One of the things I find hardest to respect about babies now is that they have no idea Kirsten Dunst and Jesse Plemons are dating.
WINNER: Friday Night Lights
The Friday Night Lights family tree has taken some serious hits since the show went off the air: Minka Kelly’s straight-to-Hulu. Kyle Chandler is stuck putting up stats on a bad team. Connie Britton might not be famous enough to like Sleater-Kinney anymore. Riggins stays busy catching the karmic receipt of STEALING HIS PARALYZED BEST FRIEND’S GIRLFRIEND WHY WASN’T THIS A BIGGER DEAL I STILL DON’T GET IT. The only post-Dillon success story so far has probably been Michael B. Jordan. And OK, fine, that’s a good one. But the rest: They might be able to put together a reunion show if they wanted. Texas forever :(
Landry dating Kirsten Dunst changes all of that. I know some people would argue he’d already made it: Breaking Bad, The Master, Bridge of Spies, Black Mass. But come on. Two days ago Jesse Plemons had — I believe the phrase is “a nice career.” Now he’s the King of Los Angeles. This is a W.

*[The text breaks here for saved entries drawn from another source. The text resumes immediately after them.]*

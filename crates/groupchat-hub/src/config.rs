use groupchat_core::DEFAULT_MAX_FRAME_BYTES;
use std::{net::SocketAddr, time::Duration};

pub const DEFAULT_WRITE_TIMEOUT: Duration = Duration::from_secs(2);
pub const DEFAULT_HANDSHAKE_TIMEOUT: Duration = Duration::from_secs(30);
pub const DEFAULT_QUEUE_CAPACITY: usize = 256;
pub const DEFAULT_SHUTDOWN_GRACE: Duration = Duration::from_millis(500);

#[derive(Clone, Debug)]
pub struct ServerConfig {
    pub bind_addr: SocketAddr,
    /// Upper bound on a single socket write before the recipient is dropped.
    pub write_timeout: Duration,
    pub handshake_timeout: Duration,
    /// Per-session outbound buffer, in frames.
    pub queue_capacity: usize,
    pub shutdown_grace: Duration,
    pub max_frame_bytes: usize,
}

impl ServerConfig {
    pub fn new(bind_addr: SocketAddr) -> Self {
        Self {
            bind_addr,
            write_timeout: DEFAULT_WRITE_TIMEOUT,
            handshake_timeout: DEFAULT_HANDSHAKE_TIMEOUT,
            queue_capacity: DEFAULT_QUEUE_CAPACITY,
            shutdown_grace: DEFAULT_SHUTDOWN_GRACE,
            max_frame_bytes: DEFAULT_MAX_FRAME_BYTES,
        }
    }
}
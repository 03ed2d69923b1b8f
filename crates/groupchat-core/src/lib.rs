pub mod events;
pub mod wire;

pub use events::{ChatEvent, TimedEvent};
pub use wire::{
    decode_chat_line, decode_frame, encode_chat_line, encode_frame, sanitize_field, DecodeReport,
    Frame, FrameError, LineFrameDecoder, DEFAULT_MAX_FRAME_BYTES,
};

It’s hard to say which is better: Fargo the movie or Fargo the TV show. On one hand: Fargo the movie has better acting, writing, directing, casting, pacing, editing, vibes, intentions, lighting, cinematography, ideas, and blood running through its veins. But on the other hand: Fargo the TV show has more episodes. It’s a tough call. Actually, you know what, on second thought: Maybe Fargo the movie is amazing, and — hear me out — Fargo the TV show … kind of sucks? Is that even a hot take? Look: The Coen Brothers definitely hate it. I definitely hate it. That already seems like a lot of people.

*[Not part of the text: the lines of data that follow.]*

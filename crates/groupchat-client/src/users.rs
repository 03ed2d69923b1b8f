use std::{
    collections::BTreeSet,
    sync::{Mutex, MutexGuard},
};

/// Local view of who is online. The hub is authoritative; this only follows
/// the ack and the join/leave notices it sends.
#[derive(Debug, Default)]
pub struct UserSet {
    names: Mutex<BTreeSet<String>>,
}

impl UserSet {
    pub fn new() -> Self {
        Self::default()
    }

    pub fn seed<I>(&self, names: I)
    where
        I: IntoIterator<Item = String>,
    {
        let mut guard = self.lock();
        guard.clear();
        guard.extend(names);
    }

    /// Returns false when `name` was already present.
    pub fn insert(&self, name: &str) -> bool {
        self.lock().insert(name.to_string())
    }

    /// Returns false when `name` was not present.
    pub fn remove(&self, name: &str) -> bool {
        self.lock().remove(name)
    }

    pub fn sorted(&self) -> Vec<String> {
        self.lock().iter().cloned().collect()
    }

    pub fn len(&self) -> usize {
        self.lock().len()
    }

    pub fn is_empty(&self) -> bool {
        self.lock().is_empty()
    }

    fn lock(&self) -> MutexGuard<'_, BTreeSet<String>> {
        self.names
            .lock()
            .unwrap_or_else(|poisoned| poisoned.into_inner())
    }
}

#[cfg(test)]
mod tests {
    use super::*;

    #[test]
    fn insert_and_remove_report_changes() {
        let users = UserSet::new();
        users.seed(vec!["zed".to_string(), "amy".to_string()]);
        assert_eq!(users.sorted(), vec!["amy", "zed"]);

        assert!(users.insert("bob"));
        assert!(!users.insert("bob"));
        assert!(users.remove("zed"));
        assert!(!users.remove("zed"));
        assert_eq!(users.sorted(), vec!["amy", "bob"]);
        assert_eq!(users.len(), 2);
    }

    #[test]
    fn seed_replaces_previous_contents() {
        let users = UserSet::new();
        users.seed(vec!["old".to_string()]);
        users.seed(vec!["new".to_string()]);
        assert_eq!(users.sorted(), vec!["new"]);
        users.seed(Vec::new());
        assert!(users.is_empty());
    }
}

Anyway, this Dunst-Plemons bombshell may have finally ushered us to a Fargo crossroads. When the news broke, I immediately sensed two strong reactions. The second was, “Wow.” The first was, “It’s a bummer they have to say they met on Fargo.” And that’s when it hit me: Fargo is the “embarrassing couple’s origin story” of TV shows. You know when you ask a couple how they met — and they both just sort of look away? They mumble, they blush, but they don’t actually tell you? And it’s never even that bad; it’s always something like, “insect convention,” or “orgy,” or “Knicks game,” or “online.” It’s whatever … it’s just not something they’re proud of. Well, that’s Fargo. It’s perfectly fine, but not nothing to lie about. Congratulations to the happy couple. Let’s say they met at a bar.
WINNER: Kirsten Dunst
Life is like salad. All we can do is dump Jake Gyllenhaal and eat it.